Cuando vendes pero no sabes cuánto te queda

Vender mucho y ganar poco es más común de lo que parece. El dinero que entra se ve; el que se va, no.

Lo que suele estar pasando

Se sabe cuánto se vendió, no cuánto costó

El número que falta casi nunca es el de las ventas. Es el de lo que costó vender eso, y suele estar repartido entre facturas, mensajes y la memoria de alguien.

Todo se mira junto, y así no se ve nada

Si el total va bien, se esconden las cosas que se venden mucho y dejan poco, y las que dejan bien pero nadie empuja.

El precio se puso una vez y no se revisó

Los costos subieron y el precio se quedó. A veces se vende con pérdida sin saberlo, y justo en lo que más sale.

La mercancía está repartida y nadie la ve entera

Hay dinero parado en lo que no se mueve, y hueco en lo que sí se vende.

Los números llegan tarde

Se sabe cómo fue el mes cuando ya terminó, y entonces ya no se puede hacer nada distinto.

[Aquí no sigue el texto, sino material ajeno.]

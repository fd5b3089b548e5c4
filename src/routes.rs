//! 路由与按方法划分的请求入口。

use axum::extract::multipart::MultipartRejection;
use axum::extract::{DefaultBodyLimit, Extension, Multipart, Query, Request};
use axum::http::{HeaderValue, StatusCode, Uri, header};
use axum::Router;
use axum::response::{Html, IntoResponse, Response};
use axum::routing::get;
use serde::Deserialize;
use std::sync::Arc;
use tokio::fs;
use tracing::{debug, error, warn};

use crate::config::ServerConfig;
use crate::error::ApiError;
use crate::files::send_file;
use crate::listing::{self, ListingContext};
use crate::sort::{SortDirection, SortKey, sort_entries};
use crate::storage::{clean_url_path, encode_url_path, read_entries, resolve_local_path};
use crate::upload::save_parts;

#[derive(Deserialize, Default)]
pub(crate) struct ListingQuery {
    sort: Option<String>,
    by: Option<String>,
}

/// 构建文件服务路由；GET 与 POST 之外的方法由 axum 返回 405。
pub fn build_router(config: Arc<ServerConfig>) -> Router {
    Router::new()
        .route("/", get(get_entry).post(post_entry))
        .route("/{*path}", get(get_entry).post(post_entry))
        .layer(DefaultBodyLimit::disable())
        .layer(Extension(config))
}

/// GET：目录列表、目录补全斜杠重定向或文件下载。
pub async fn get_entry(
    Extension(config): Extension<Arc<ServerConfig>>,
    request: Request,
) -> Result<Response, ApiError> {
    let raw_path = request.uri().path().to_string();
    let url_path = clean_url_path(&raw_path);
    let local_path = resolve_local_path(&config.root, &url_path);

    let metadata = fs::metadata(&local_path).await.map_err(|err| {
        error!(path = %local_path.display(), error = %err, "stat failed");
        ApiError::from(err)
    })?;

    if !metadata.is_dir() {
        return send_file(&local_path, &metadata, request).await;
    }
    if !raw_path.ends_with('/') {
        return found(&directory_location(&url_path));
    }

    let query = Query::<ListingQuery>::try_from_uri(request.uri())
        .map(|Query(query)| query)
        .unwrap_or_default();
    let sort_key = SortKey::from_query(query.sort.as_deref());
    let direction = SortDirection::from_query(query.by.as_deref());

    let mut entries = read_entries(&local_path).await.map_err(|err| {
        error!(path = %local_path.display(), error = %err, "read dir failed");
        ApiError::from(err)
    })?;
    sort_entries(&mut entries, sort_key, direction);
    debug!(
        path = %local_path.display(),
        count = entries.len(),
        sort = sort_key.as_str(),
        by = direction.as_str(),
        "list directory"
    );

    let is_root = url_path == "/";
    let ctx = ListingContext {
        url_path: if is_root {
            url_path
        } else {
            format!("{url_path}/")
        },
        is_root,
        upload_enabled: config.upload_enabled,
        sort_key,
        direction,
        entries,
    };
    let body = listing::render(&ctx).map_err(|err| {
        error!(path = %local_path.display(), "rendering listing failed");
        ApiError::Internal(err.to_string())
    })?;
    Ok(Html(body).into_response())
}

/// POST：把 multipart 表单中的文件写入当前目录，成功后重定向回原路径。
pub async fn post_entry(
    Extension(config): Extension<Arc<ServerConfig>>,
    uri: Uri,
    multipart: Result<Multipart, MultipartRejection>,
) -> Result<Response, ApiError> {
    if !config.upload_enabled {
        warn!(path = uri.path(), "upload rejected, uploads are disabled");
        return Err(ApiError::MethodNotAllowed);
    }
    let url_path = clean_url_path(uri.path());
    let local_path = resolve_local_path(&config.root, &url_path);

    let multipart = multipart.map_err(|rejection| {
        error!(path = %local_path.display(), error = %rejection, "invalid multipart request");
        ApiError::Internal(rejection.body_text())
    })?;
    let saved = save_parts(multipart, &local_path).await.map_err(|err| {
        error!(path = %local_path.display(), error = ?err, "upload failed");
        err
    })?;
    debug!(path = %local_path.display(), saved, "upload finished");
    found(&directory_location(&url_path))
}

/// 由清理后的路径生成目录重定向地址，结果总以单个 `/` 开头。
fn directory_location(url_path: &str) -> String {
    if url_path == "/" {
        return "/".to_string();
    }
    format!("{}/", encode_url_path(url_path))
}

fn found(location: &str) -> Result<Response, ApiError> {
    let location = HeaderValue::from_str(location)
        .map_err(|_| ApiError::Internal("invalid redirect location".into()))?;
    Ok((StatusCode::FOUND, [(header::LOCATION, location)]).into_response())
}

#[cfg(test)]
mod tests {
    use super::*;
    use axum::body::Body as AxumBody;
    use http_body_util::BodyExt;
    use std::path::Path;
    use tempfile::{TempDir, tempdir};
    use tower::ServiceExt;

    const BOUNDARY: &str = "goup-test-boundary";

    fn make_app(upload_enabled: bool) -> (TempDir, Router) {
        let temp = tempdir().expect("tempdir");
        let config = Arc::new(ServerConfig {
            root: temp.path().to_path_buf(),
            upload_enabled,
        });
        (temp, build_router(config))
    }

    async fn send(app: &Router, request: Request) -> Response {
        app.clone().oneshot(request).await.expect("infallible")
    }

    async fn get_path(app: &Router, uri: &str) -> Response {
        let request = Request::builder()
            .uri(uri)
            .body(AxumBody::empty())
            .unwrap();
        send(app, request).await
    }

    async fn body_text(response: Response) -> String {
        let bytes = response
            .into_body()
            .collect()
            .await
            .expect("collect body")
            .to_bytes();
        String::from_utf8(bytes.to_vec()).expect("utf8 body")
    }

    fn location(response: &Response) -> &str {
        response.headers()[header::LOCATION].to_str().unwrap()
    }

    /// `parts` 为 (字段名, 文件名, 内容)。
    fn multipart_request(uri: &str, parts: &[(&str, Option<&str>, &[u8])]) -> Request {
        let mut body = Vec::new();
        for (name, file_name, data) in parts {
            body.extend_from_slice(format!("--{BOUNDARY}\r\n").as_bytes());
            match file_name {
                Some(file_name) => body.extend_from_slice(
                    format!(
                        "Content-Disposition: form-data; name=\"{name}\"; filename=\"{file_name}\"\r\n\
                         Content-Type: application/octet-stream\r\n\r\n"
                    )
                    .as_bytes(),
                ),
                None => body.extend_from_slice(
                    format!("Content-Disposition: form-data; name=\"{name}\"\r\n\r\n").as_bytes(),
                ),
            }
            body.extend_from_slice(data);
            body.extend_from_slice(b"\r\n");
        }
        body.extend_from_slice(format!("--{BOUNDARY}--\r\n").as_bytes());

        Request::builder()
            .method("POST")
            .uri(uri)
            .header(
                header::CONTENT_TYPE,
                format!("multipart/form-data; boundary={BOUNDARY}"),
            )
            .body(AxumBody::from(body))
            .unwrap()
    }

    fn touch(root: &Path, name: &str, size: usize) {
        std::fs::write(root.join(name), vec![b'x'; size]).expect("write fixture");
    }

    fn order_of(body: &str, names: &[&str]) -> Vec<usize> {
        names
            .iter()
            .map(|name| {
                body.find(&format!(">{name}</a>"))
                    .unwrap_or_else(|| panic!("{name} missing from listing"))
            })
            .collect()
    }

    #[tokio::test]
    async fn listing_defaults_to_name_descending() {
        let (temp, app) = make_app(true);
        for name in ["a.txt", "c.txt", "b.txt"] {
            touch(temp.path(), name, 1);
        }

        let response = get_path(&app, "/").await;
        assert_eq!(response.status(), StatusCode::OK);
        let body = body_text(response).await;
        let positions = order_of(&body, &["c.txt", "b.txt", "a.txt"]);
        assert!(positions.windows(2).all(|pair| pair[0] < pair[1]));
        assert!(!body.contains("<a href=\"../\">"));
    }

    #[tokio::test]
    async fn listing_ascending_reverses_size_order() {
        let (temp, app) = make_app(true);
        touch(temp.path(), "small", 1);
        touch(temp.path(), "medium", 10);
        touch(temp.path(), "large", 100);

        let body = body_text(get_path(&app, "/?sort=size").await).await;
        let positions = order_of(&body, &["large", "medium", "small"]);
        assert!(positions.windows(2).all(|pair| pair[0] < pair[1]));

        let body = body_text(get_path(&app, "/?sort=size&by=asc").await).await;
        let positions = order_of(&body, &["small", "medium", "large"]);
        assert!(positions.windows(2).all(|pair| pair[0] < pair[1]));
    }

    #[tokio::test]
    async fn unknown_sort_key_lists_by_name() {
        let (temp, app) = make_app(true);
        touch(temp.path(), "b", 1);
        touch(temp.path(), "a", 100);

        let body = body_text(get_path(&app, "/?sort=bogus&by=asc").await).await;
        let positions = order_of(&body, &["a", "b"]);
        assert!(positions[0] < positions[1]);
    }

    #[tokio::test]
    async fn directory_without_slash_redirects() {
        let (temp, app) = make_app(true);
        std::fs::create_dir(temp.path().join("docs")).expect("mkdir");

        let response = get_path(&app, "/docs").await;
        assert_eq!(response.status(), StatusCode::FOUND);
        assert_eq!(location(&response), "/docs/");

        let response = get_path(&app, "/docs/").await;
        assert_eq!(response.status(), StatusCode::OK);
        assert!(body_text(response).await.contains("<a href=\"../\">../</a>"));
    }

    #[tokio::test]
    async fn upload_round_trip() {
        let (temp, app) = make_app(true);
        std::fs::create_dir(temp.path().join("d")).expect("mkdir");

        let response = send(
            &app,
            multipart_request("/d/", &[("file", Some("x.txt"), b"uploaded bytes")]),
        )
        .await;
        assert_eq!(response.status(), StatusCode::FOUND);
        assert_eq!(location(&response), "/d/");

        let response = get_path(&app, "/d/x.txt").await;
        assert_eq!(response.status(), StatusCode::OK);
        assert_eq!(body_text(response).await, "uploaded bytes");
    }

    #[tokio::test]
    async fn upload_overwrites_and_skips_other_fields() {
        let (temp, app) = make_app(true);
        touch(temp.path(), "x.txt", 3);

        let response = send(
            &app,
            multipart_request(
                "/",
                &[
                    ("notes", None, b"ignored"),
                    ("file", Some("x.txt"), b"new"),
                    ("file", Some("y.txt"), b"second"),
                ],
            ),
        )
        .await;
        assert_eq!(response.status(), StatusCode::FOUND);
        assert_eq!(std::fs::read(temp.path().join("x.txt")).unwrap(), b"new");
        assert_eq!(std::fs::read(temp.path().join("y.txt")).unwrap(), b"second");
        assert!(!temp.path().join("notes").exists());
    }

    #[tokio::test]
    async fn non_file_fields_write_nothing() {
        let (temp, app) = make_app(true);

        let response = send(
            &app,
            multipart_request("/", &[("notes", Some("notes.txt"), b"hello")]),
        )
        .await;
        assert_eq!(response.status(), StatusCode::FOUND);
        assert_eq!(location(&response), "/");
        assert_eq!(std::fs::read_dir(temp.path()).unwrap().count(), 0);
    }

    #[tokio::test]
    async fn upload_disabled_returns_405() {
        let (temp, app) = make_app(false);

        let response = send(
            &app,
            multipart_request("/", &[("file", Some("x.txt"), b"data")]),
        )
        .await;
        assert_eq!(response.status(), StatusCode::METHOD_NOT_ALLOWED);
        assert_eq!(std::fs::read_dir(temp.path()).unwrap().count(), 0);

        let body = body_text(get_path(&app, "/").await).await;
        assert!(!body.contains("<form"));
    }

    #[tokio::test]
    async fn upload_into_missing_directory_fails() {
        let (_temp, app) = make_app(true);

        let response = send(
            &app,
            multipart_request("/missing/", &[("file", Some("x.txt"), b"data")]),
        )
        .await;
        assert_eq!(response.status(), StatusCode::INTERNAL_SERVER_ERROR);
    }

    #[tokio::test]
    async fn malformed_multipart_is_internal_error() {
        let (_temp, app) = make_app(true);
        let request = Request::builder()
            .method("POST")
            .uri("/")
            .header(header::CONTENT_TYPE, "text/plain")
            .body(AxumBody::from("not multipart"))
            .unwrap();

        let response = send(&app, request).await;
        assert_eq!(response.status(), StatusCode::INTERNAL_SERVER_ERROR);
    }

    #[tokio::test]
    async fn missing_path_reports_error_text() {
        let (temp, app) = make_app(true);
        let expected = std::fs::metadata(temp.path().join("nope"))
            .unwrap_err()
            .to_string();

        let response = get_path(&app, "/nope").await;
        assert_eq!(response.status(), StatusCode::INTERNAL_SERVER_ERROR);
        assert_eq!(body_text(response).await, expected);
    }

    #[tokio::test]
    async fn other_methods_are_not_allowed() {
        let (_temp, app) = make_app(true);
        for method in ["PUT", "DELETE", "PATCH"] {
            let request = Request::builder()
                .method(method)
                .uri("/")
                .body(AxumBody::empty())
                .unwrap();
            let response = send(&app, request).await;
            assert_eq!(response.status(), StatusCode::METHOD_NOT_ALLOWED, "{method}");
        }
    }

    #[tokio::test]
    async fn traversal_is_clamped_to_root() {
        let (temp, app) = make_app(true);
        touch(temp.path(), "inside.txt", 4);

        let response = get_path(&app, "/../../inside.txt").await;
        assert_eq!(response.status(), StatusCode::OK);
        assert_eq!(body_text(response).await, "xxxx");
    }

    #[tokio::test]
    async fn redirect_never_leaves_the_host() {
        let (_temp, app) = make_app(true);

        let response = get_path(&app, "//evil.example/..").await;
        assert_eq!(response.status(), StatusCode::FOUND);
        assert_eq!(location(&response), "/");
    }

    #[tokio::test]
    async fn redirect_uses_cleaned_encoded_path() {
        let (temp, app) = make_app(true);
        std::fs::create_dir_all(temp.path().join("my docs")).expect("mkdir");

        let response = get_path(&app, "/./my%20docs").await;
        assert_eq!(response.status(), StatusCode::FOUND);
        assert_eq!(location(&response), "/my%20docs/");

        let response = send(
            &app,
            multipart_request("//my%20docs/", &[("file", Some("x.txt"), b"data")]),
        )
        .await;
        assert_eq!(response.status(), StatusCode::FOUND);
        assert_eq!(location(&response), "/my%20docs/");
    }

    #[tokio::test]
    async fn mode_sort_lists_directories_first() {
        let (temp, app) = make_app(true);
        std::fs::create_dir(temp.path().join("adir")).expect("mkdir");
        touch(temp.path(), "zfile", 1);

        let body = body_text(get_path(&app, "/?sort=mode").await).await;
        let positions = order_of(&body, &["adir/", "zfile"]);
        assert!(positions[0] < positions[1]);

        let body = body_text(get_path(&app, "/?sort=mode&by=asc").await).await;
        let positions = order_of(&body, &["zfile", "adir/"]);
        assert!(positions[0] < positions[1]);
    }
}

Haz la cuenta con tus números

Piensa en lo que más vendes. ¿Sabrías decir, sin buscarlo, cuánto te queda limpio de cada unidad? Si tardas más de un minuto, ese es el problema — y no es de contabilidad: es que el dato no está donde se decide.

Lo primero: encontrar la raíz

Qué cambia cuando se resuelve

Se deja de decidir por intuición. Saber qué deja y qué no cambia qué compras, qué empujas y qué precio pones — y esas tres decisiones mueven más dinero que casi cualquier otra cosa.